//! CLI parse: clap types for the settings tool. No behavior; definitions only.

use clap::{Args, Parser, Subcommand};
use std::path::PathBuf;

/// Settings CLI - layered settings from TOML/JSON bases and INI overrides
#[derive(Parser, Debug)]
#[command(name = "settings")]
#[command(about = "Build a settings tree from a base file and INI overrides, then inspect it")]
pub struct Cli {
    #[command(subcommand)]
    pub command: Commands,

    /// Tool configuration file (TOML)
    #[arg(long, global = true)]
    pub config: Option<PathBuf>,

    /// Reserved INI section to read (default: globals)
    #[arg(long, global = true)]
    pub section: Option<String>,

    /// Enable debug logging
    #[arg(long, global = true)]
    pub verbose: bool,

    /// Log level (trace, debug, info, warn, error, off)
    #[arg(long, global = true)]
    pub log_level: Option<String>,

    /// Log format (json, text)
    #[arg(long, global = true)]
    pub log_format: Option<String>,

    /// Log output (stdout, stderr, file)
    #[arg(long, global = true)]
    pub log_output: Option<String>,

    /// Log file path (if output is "file")
    #[arg(long, global = true)]
    pub log_file: Option<PathBuf>,
}

/// Where the settings tree comes from. Applied in order: base, files, sets.
#[derive(Args, Debug, Clone, Default)]
pub struct SourceArgs {
    /// Initial settings tree: TOML, or JSON when the extension is `.json`
    #[arg(long)]
    pub base: Option<PathBuf>,

    /// INI file containing the reserved section; repeatable, merged in order
    #[arg(long = "file", value_name = "INI")]
    pub files: Vec<PathBuf>,

    /// Bare `key = value` override; repeatable, merged after files
    #[arg(long = "set", value_name = "KEY=VALUE")]
    pub sets: Vec<String>,
}

#[derive(Subcommand, Debug)]
pub enum Commands {
    /// Print the merged settings tree
    Show {
        #[command(flatten)]
        sources: SourceArgs,
        /// Output format (text, json or toml)
        #[arg(long, default_value = "text")]
        format: String,
    },
    /// Print one setting; nested settings are addressed with dots (`db.port`)
    Get {
        /// Setting name or dotted path
        name: String,
        #[command(flatten)]
        sources: SourceArgs,
        /// Output format (text or json)
        #[arg(long, default_value = "text")]
        format: String,
    },
    /// Show how a raw token is typed
    Coerce {
        /// Raw token as it would appear after `=` in a config file
        #[arg(allow_hyphen_values = true)]
        token: String,
        /// Output format (text or json)
        #[arg(long, default_value = "text")]
        format: String,
    },
}
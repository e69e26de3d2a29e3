//! Coercion of raw configuration tokens into typed setting values.
//!
//! Recognizers run in a fixed order: `none`, then `true`/`false`, then the
//! numeric grammar, and finally the untouched string. Coercion never fails.
//!
//! Numeric grammar:
//!
//! ```text
//! number   := ws* sign? ws* body ws*
//! body     := real | imag | real ('+'|'-') imag
//! imag     := real ('j'|'J')
//! real     := digits ('.' digits?)? exponent? | '.' digits exponent?
//! exponent := ('e'|'E') ('+'|'-')? digits
//! ```

use crate::value::{Complex, SettingValue};

/// Convert a raw token into the narrowest typed value its literal form implies.
pub fn coerce(token: &str) -> SettingValue {
    let trimmed = token.trim();
    if trimmed.eq_ignore_ascii_case("none") {
        return SettingValue::Null;
    }
    if trimmed.eq_ignore_ascii_case("true") {
        return SettingValue::Bool(true);
    }
    if trimmed.eq_ignore_ascii_case("false") {
        return SettingValue::Bool(false);
    }
    parse_number(trimmed).unwrap_or_else(|| SettingValue::Str(token.to_string()))
}

/// Whether `token` is accepted by the numeric grammar.
pub fn is_number(token: &str) -> bool {
    parse_number(token.trim()).is_some()
}

fn parse_number(text: &str) -> Option<SettingValue> {
    let (negative, rest) = match text.as_bytes().first() {
        Some(b'-') => (true, text[1..].trim_start()),
        Some(b'+') => (false, text[1..].trim_start()),
        _ => (false, text),
    };

    let mut cursor = Cursor::new(rest);
    let first = cursor.real()?;
    if cursor.at_end() {
        return first.to_value(negative);
    }

    if cursor.imaginary_suffix() {
        if !cursor.at_end() {
            return None;
        }
        let im = apply_sign(first.to_f64()?, negative);
        return Some(SettingValue::Complex(Complex::imaginary(im)));
    }

    let im_negative = match cursor.bump()? {
        b'+' => false,
        b'-' => true,
        _ => return None,
    };
    let second = cursor.real()?;
    if !cursor.imaginary_suffix() || !cursor.at_end() {
        return None;
    }
    let re = apply_sign(first.to_f64()?, negative);
    let im = apply_sign(second.to_f64()?, im_negative);
    Some(SettingValue::Complex(Complex::new(re, im)))
}

fn apply_sign(value: f64, negative: bool) -> f64 {
    if negative {
        -value
    } else {
        value
    }
}

/// Unsigned real literal as written in the source text.
struct RealLiteral<'a> {
    text: &'a str,
    fractional: bool,
}

impl RealLiteral<'_> {
    /// Finite value of the literal. `1e999` overflows to infinity and is
    /// rejected, leaving the token a string.
    fn to_f64(&self) -> Option<f64> {
        self.text.parse::<f64>().ok().filter(|x| x.is_finite())
    }

    fn to_value(&self, negative: bool) -> Option<SettingValue> {
        if self.fractional {
            return self.to_f64().map(|x| SettingValue::Float(apply_sign(x, negative)));
        }
        // `007` is not a decimal integer literal; `0` and `000` are.
        if self.text.len() > 1 && self.text.starts_with('0') && self.text.bytes().any(|b| b != b'0')
        {
            return None;
        }
        let parsed = if negative {
            format!("-{}", self.text).parse::<i64>()
        } else {
            self.text.parse::<i64>()
        };
        parsed.ok().map(SettingValue::Int)
    }
}

struct Cursor<'a> {
    text: &'a str,
    pos: usize,
}

impl<'a> Cursor<'a> {
    fn new(text: &'a str) -> Self {
        Self { text, pos: 0 }
    }

    fn peek(&self) -> Option<u8> {
        self.text.as_bytes().get(self.pos).copied()
    }

    fn bump(&mut self) -> Option<u8> {
        let byte = self.peek()?;
        self.pos += 1;
        Some(byte)
    }

    fn at_end(&self) -> bool {
        self.pos == self.text.len()
    }

    fn digits(&mut self) -> usize {
        let start = self.pos;
        while matches!(self.peek(), Some(b'0'..=b'9')) {
            self.pos += 1;
        }
        self.pos - start
    }

    fn imaginary_suffix(&mut self) -> bool {
        if matches!(self.peek(), Some(b'j' | b'J')) {
            self.pos += 1;
            true
        } else {
            false
        }
    }

    fn real(&mut self) -> Option<RealLiteral<'a>> {
        let start = self.pos;
        let int_digits = self.digits();
        let mut fractional = false;

        if self.peek() == Some(b'.') {
            self.pos += 1;
            let frac_digits = self.digits();
            if int_digits == 0 && frac_digits == 0 {
                self.pos = start;
                return None;
            }
            fractional = true;
        } else if int_digits == 0 {
            return None;
        }

        if matches!(self.peek(), Some(b'e' | b'E')) {
            let mark = self.pos;
            self.pos += 1;
            if matches!(self.peek(), Some(b'+' | b'-')) {
                self.pos += 1;
            }
            if self.digits() == 0 {
                // Dangling `e`; leave it for the caller to reject.
                self.pos = mark;
            } else {
                fractional = true;
            }
        }

        Some(RealLiteral {
            text: &self.text[start..self.pos],
            fractional,
        })
    }
}
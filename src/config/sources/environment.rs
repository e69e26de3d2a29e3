//! Environment source: `SETTINGS_STORE_<KEY>`, nested keys joined with `__`
//! (`SETTINGS_STORE_LOGGING__LEVEL=debug`).

use config::builder::DefaultState;
use config::ConfigBuilder;
use config::Environment;

pub const ENV_PREFIX: &str = "SETTINGS_STORE";

pub fn add_to_builder(builder: ConfigBuilder<DefaultState>) -> ConfigBuilder<DefaultState> {
    builder.add_source(
        Environment::with_prefix(ENV_PREFIX)
            .prefix_separator("_")
            .separator("__"),
    )
}
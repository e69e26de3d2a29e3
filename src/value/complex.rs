//! Complex numbers as produced by the coercer.

use std::fmt;

/// Complex number with `f64` components.
#[derive(Debug, Clone, Copy, PartialEq, Default)]
pub struct Complex {
    pub re: f64,
    pub im: f64,
}

impl Complex {
    pub fn new(re: f64, im: f64) -> Self {
        Self { re, im }
    }

    /// Purely imaginary value, as written `2j`.
    pub fn imaginary(im: f64) -> Self {
        Self { re: 0.0, im }
    }
}

/// Renders in the literal form the coercer reads back: `1+2j`, `-1.5-2j`, `2j`.
impl fmt::Display for Complex {
    fn fmt(&self, f: &mut fmt::Formatter<'_>) -> fmt::Result {
        if self.re == 0.0 && self.re.is_sign_positive() {
            return write!(f, "{}j", self.im);
        }
        if self.im.is_sign_negative() {
            write!(f, "{}-{}j", self.re, -self.im)
        } else {
            write!(f, "{}+{}j", self.re, self.im)
        }
    }
}
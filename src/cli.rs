//! CLI domain: parse, route, help, output, and presentation only.

mod help;
mod output;
mod parse;
mod presentation;
mod route;

pub use help::command_name;
pub use output::{exit_code, map_error};
pub use parse::{Cli, Commands, SourceArgs};
pub use presentation::{flatten_tree, format_coercion, format_tree, format_value};
pub use route::RunContext;
//! Setting values
//!
//! Closed sum type over everything a settings tree can hold. Nested mappings are
//! owned by their parent value, so a tree can never contain itself.

mod complex;

pub use complex::Complex;

use crate::error::SettingsError;
use serde::de::{self, Deserialize, Deserializer, MapAccess, SeqAccess, Visitor};
use serde::ser::{Serialize, Serializer};
use std::collections::BTreeMap;
use std::fmt;

/// Nested key/value mapping holding an application's settings.
///
/// Keys are case-sensitive. A `BTreeMap` keeps rendering deterministic; lookups
/// never depend on position.
pub type SettingsTree = BTreeMap<String, SettingValue>;

/// A single setting value.
#[derive(Debug, Clone, PartialEq, Default)]
pub enum SettingValue {
    #[default]
    Null,
    Bool(bool),
    Int(i64),
    Float(f64),
    Complex(Complex),
    Str(String),
    Tree(SettingsTree),
}

/// Discriminant of a [`SettingValue`], used for diagnostics.
#[derive(Debug, Clone, Copy, PartialEq, Eq)]
pub enum SettingKind {
    Null,
    Bool,
    Int,
    Float,
    Complex,
    Str,
    Tree,
}

impl fmt::Display for SettingKind {
    fn fmt(&self, f: &mut fmt::Formatter<'_>) -> fmt::Result {
        let name = match self {
            SettingKind::Null => "null",
            SettingKind::Bool => "bool",
            SettingKind::Int => "int",
            SettingKind::Float => "float",
            SettingKind::Complex => "complex",
            SettingKind::Str => "string",
            SettingKind::Tree => "tree",
        };
        f.write_str(name)
    }
}

impl SettingValue {
    pub fn kind(&self) -> SettingKind {
        match self {
            SettingValue::Null => SettingKind::Null,
            SettingValue::Bool(_) => SettingKind::Bool,
            SettingValue::Int(_) => SettingKind::Int,
            SettingValue::Float(_) => SettingKind::Float,
            SettingValue::Complex(_) => SettingKind::Complex,
            SettingValue::Str(_) => SettingKind::Str,
            SettingValue::Tree(_) => SettingKind::Tree,
        }
    }

    pub fn is_null(&self) -> bool {
        matches!(self, SettingValue::Null)
    }

    pub fn as_bool(&self) -> Option<bool> {
        match self {
            SettingValue::Bool(b) => Some(*b),
            _ => None,
        }
    }

    pub fn as_i64(&self) -> Option<i64> {
        match self {
            SettingValue::Int(i) => Some(*i),
            _ => None,
        }
    }

    /// Numeric view of integers and floats. Complex values have no real view.
    pub fn as_f64(&self) -> Option<f64> {
        match self {
            SettingValue::Int(i) => Some(*i as f64),
            SettingValue::Float(f) => Some(*f),
            _ => None,
        }
    }

    pub fn as_complex(&self) -> Option<Complex> {
        match self {
            SettingValue::Complex(c) => Some(*c),
            _ => None,
        }
    }

    pub fn as_str(&self) -> Option<&str> {
        match self {
            SettingValue::Str(s) => Some(s),
            _ => None,
        }
    }

    pub fn as_tree(&self) -> Option<&SettingsTree> {
        match self {
            SettingValue::Tree(t) => Some(t),
            _ => None,
        }
    }

    pub fn as_tree_mut(&mut self) -> Option<&mut SettingsTree> {
        match self {
            SettingValue::Tree(t) => Some(t),
            _ => None,
        }
    }
}

/// Resolve a dotted path (`db.port`) against a tree.
///
/// Each segment descends one level; the lookup fails as soon as a segment is
/// missing or the current value is not a tree. Keys containing dots are only
/// reachable through direct map access.
pub fn lookup_path<'a>(tree: &'a SettingsTree, path: &str) -> Option<&'a SettingValue> {
    let mut segments = path.split('.');
    let first = segments.next()?;
    let mut current = tree.get(first)?;
    for segment in segments {
        current = current.as_tree()?.get(segment)?;
    }
    Some(current)
}

/// Parse a TOML document into a settings tree.
pub fn tree_from_toml_str(text: &str) -> Result<SettingsTree, SettingsError> {
    Ok(toml::from_str(text)?)
}

/// Parse a JSON object into a settings tree.
pub fn tree_from_json_str(text: &str) -> Result<SettingsTree, SettingsError> {
    Ok(serde_json::from_str(text)?)
}

impl fmt::Display for SettingValue {
    fn fmt(&self, f: &mut fmt::Formatter<'_>) -> fmt::Result {
        match self {
            SettingValue::Null => f.write_str("null"),
            SettingValue::Bool(b) => write!(f, "{}", b),
            SettingValue::Int(i) => write!(f, "{}", i),
            // Debug keeps the fractional marker: 3.0 renders as "3.0", not "3".
            SettingValue::Float(x) => write!(f, "{:?}", x),
            SettingValue::Complex(c) => write!(f, "{}", c),
            SettingValue::Str(s) => f.write_str(s),
            SettingValue::Tree(t) => {
                let rendered = serde_json::to_string(t).map_err(|_| fmt::Error)?;
                f.write_str(&rendered)
            }
        }
    }
}

impl From<bool> for SettingValue {
    fn from(value: bool) -> Self {
        SettingValue::Bool(value)
    }
}

impl From<i64> for SettingValue {
    fn from(value: i64) -> Self {
        SettingValue::Int(value)
    }
}

impl From<i32> for SettingValue {
    fn from(value: i32) -> Self {
        SettingValue::Int(i64::from(value))
    }
}

impl From<u32> for SettingValue {
    fn from(value: u32) -> Self {
        SettingValue::Int(i64::from(value))
    }
}

impl From<f64> for SettingValue {
    fn from(value: f64) -> Self {
        SettingValue::Float(value)
    }
}

impl From<Complex> for SettingValue {
    fn from(value: Complex) -> Self {
        SettingValue::Complex(value)
    }
}

impl From<&str> for SettingValue {
    fn from(value: &str) -> Self {
        SettingValue::Str(value.to_string())
    }
}

impl From<String> for SettingValue {
    fn from(value: String) -> Self {
        SettingValue::Str(value)
    }
}

impl From<SettingsTree> for SettingValue {
    fn from(value: SettingsTree) -> Self {
        SettingValue::Tree(value)
    }
}

impl<T: Into<SettingValue>> From<Option<T>> for SettingValue {
    fn from(value: Option<T>) -> Self {
        value.map(Into::into).unwrap_or(SettingValue::Null)
    }
}

impl Serialize for SettingValue {
    fn serialize<S: Serializer>(&self, serializer: S) -> Result<S::Ok, S::Error> {
        match self {
            SettingValue::Null => serializer.serialize_unit(),
            SettingValue::Bool(b) => serializer.serialize_bool(*b),
            SettingValue::Int(i) => serializer.serialize_i64(*i),
            SettingValue::Float(x) if x.is_finite() => serializer.serialize_f64(*x),
            // JSON would turn these into null; keep them distinguishable.
            SettingValue::Float(x) => serializer.collect_str(&format_args!("{:?}", x)),
            // No JSON/TOML counterpart; emit the literal form the coercer accepts.
            SettingValue::Complex(c) => serializer.collect_str(c),
            SettingValue::Str(s) => serializer.serialize_str(s),
            SettingValue::Tree(t) => t.serialize(serializer),
        }
    }
}

struct SettingValueVisitor;

impl<'de> Visitor<'de> for SettingValueVisitor {
    type Value = SettingValue;

    fn expecting(&self, f: &mut fmt::Formatter<'_>) -> fmt::Result {
        f.write_str("null, a boolean, a number, a string or a table of settings")
    }

    fn visit_unit<E: de::Error>(self) -> Result<SettingValue, E> {
        Ok(SettingValue::Null)
    }

    fn visit_none<E: de::Error>(self) -> Result<SettingValue, E> {
        Ok(SettingValue::Null)
    }

    fn visit_some<D: Deserializer<'de>>(self, deserializer: D) -> Result<SettingValue, D::Error> {
        SettingValue::deserialize(deserializer)
    }

    fn visit_bool<E: de::Error>(self, value: bool) -> Result<SettingValue, E> {
        Ok(SettingValue::Bool(value))
    }

    fn visit_i64<E: de::Error>(self, value: i64) -> Result<SettingValue, E> {
        Ok(SettingValue::Int(value))
    }

    fn visit_u64<E: de::Error>(self, value: u64) -> Result<SettingValue, E> {
        i64::try_from(value)
            .map(SettingValue::Int)
            .map_err(|_| E::invalid_value(de::Unexpected::Unsigned(value), &"an integer within i64 range"))
    }

    fn visit_f64<E: de::Error>(self, value: f64) -> Result<SettingValue, E> {
        Ok(SettingValue::Float(value))
    }

    fn visit_str<E: de::Error>(self, value: &str) -> Result<SettingValue, E> {
        Ok(SettingValue::Str(value.to_string()))
    }

    fn visit_string<E: de::Error>(self, value: String) -> Result<SettingValue, E> {
        Ok(SettingValue::Str(value))
    }

    fn visit_seq<A: SeqAccess<'de>>(self, _seq: A) -> Result<SettingValue, A::Error> {
        Err(de::Error::custom("arrays are not supported in settings trees"))
    }

    fn visit_map<A: MapAccess<'de>>(self, mut map: A) -> Result<SettingValue, A::Error> {
        let mut tree = SettingsTree::new();
        while let Some((key, value)) = map.next_entry::<String, SettingValue>()? {
            tree.insert(key, value);
        }
        Ok(SettingValue::Tree(tree))
    }
}

impl<'de> Deserialize<'de> for SettingValue {
    fn deserialize<D: Deserializer<'de>>(deserializer: D) -> Result<Self, D::Error> {
        deserializer.deserialize_any(SettingValueVisitor)
    }
}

Problem requirements ▸ Within the listing above, give again exactly every line from the line with "fn visit_u64<E: de::Error>(self, value: u64)" through the line with "fn visit_str<E: de::Error>(self, value: &str)", both included, and no other line.

Answer space ▸
    fn visit_u64<E: de::Error>(self, value: u64) -> Result<SettingValue, E> {
        i64::try_from(value)
            .map(SettingValue::Int)
            .map_err(|_| E::invalid_value(de::Unexpected::Unsigned(value), &"an integer within i64 range"))
    }

    fn visit_f64<E: de::Error>(self, value: f64) -> Result<SettingValue, E> {
        Ok(SettingValue::Float(value))
    }

    fn visit_str<E: de::Error>(self, value: &str) -> Result<SettingValue, E> {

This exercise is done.